Predicting how long it takes to return to play is an inexact science. A few studies have tried to help with the guesstimate. One group of athletes, who were able to walk without pain within a day, were able to return to play more quickly; otherwise, it was a minimum of three weeks away from their sport. Another study found that if significant pain were present for three days after injury, the recovery time would last more than 6 weeks. And finally, athletes who did not completely tear their hamstring and were able to retain their flexibility could expect to return to play within five weeks; unless they had had a previous hamstring injury and then their prognosis was not as good.

Elite athletes measure the length of their career, and more than a few weeks off can mean a season lost. A too early return to play can lead to potential recurrent injury, because the muscle remains weak and/or flexibility has not returned to normal. If the injury was caused because of poor biomechanics, the risk of another injury remains because the underlying condition was not addressed.

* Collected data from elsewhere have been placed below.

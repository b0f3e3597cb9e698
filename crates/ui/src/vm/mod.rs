mod survey_form_vm;
mod survey_results_vm;
mod survey_vm;

pub use survey_form_vm::{QuestionOptionVm, SurveyFormVm, SurveyQuestionVm, map_survey_form};
pub use survey_results_vm::{
    ResultBarVm, ResultQuestionVm, SurveyResultsVm, map_survey_results,
};
pub use survey_vm::{SurveyIntent, load_survey};

/// Stagger between consecutive question cards.
pub(crate) const CARD_STAGGER_MS: u64 = 100;
/// Stagger between bars of the same result card.
pub(crate) const BAR_STAGGER_MS: u64 = 50;

pub(crate) fn animation_delay(delay_ms: u64) -> String {
    format!("animation-delay: {delay_ms}ms")
}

There is a balance in physical therapy and rehabilitation. Moving an injured muscle early on, promotes muscle fibers to regenerate and speed healing, but too much activity can lead to a larger scar and the risk of re-tearing the not quite healed muscle. Not enough activity will cause the muscle to atrophy or waste away, and perhaps be replaced with too much. This delays the ability to rehabilitate the muscle and restore strength. It is the art of the physical therapist that helps find the Goldilocks pace of rehab… not too fast, not too slow, but just the right speed.

As it turns out, my friend who was injured in his backyard, and Dustin Pedroia, injured at Fenway, will heal at the same rate so long as they listen to their body. The only difference? My friend will go to work and think of physical therapy in passing. Mr. Pedroia will go to work each day and there will think of nothing but physical therapy and getting his leg ready to return the basepaths.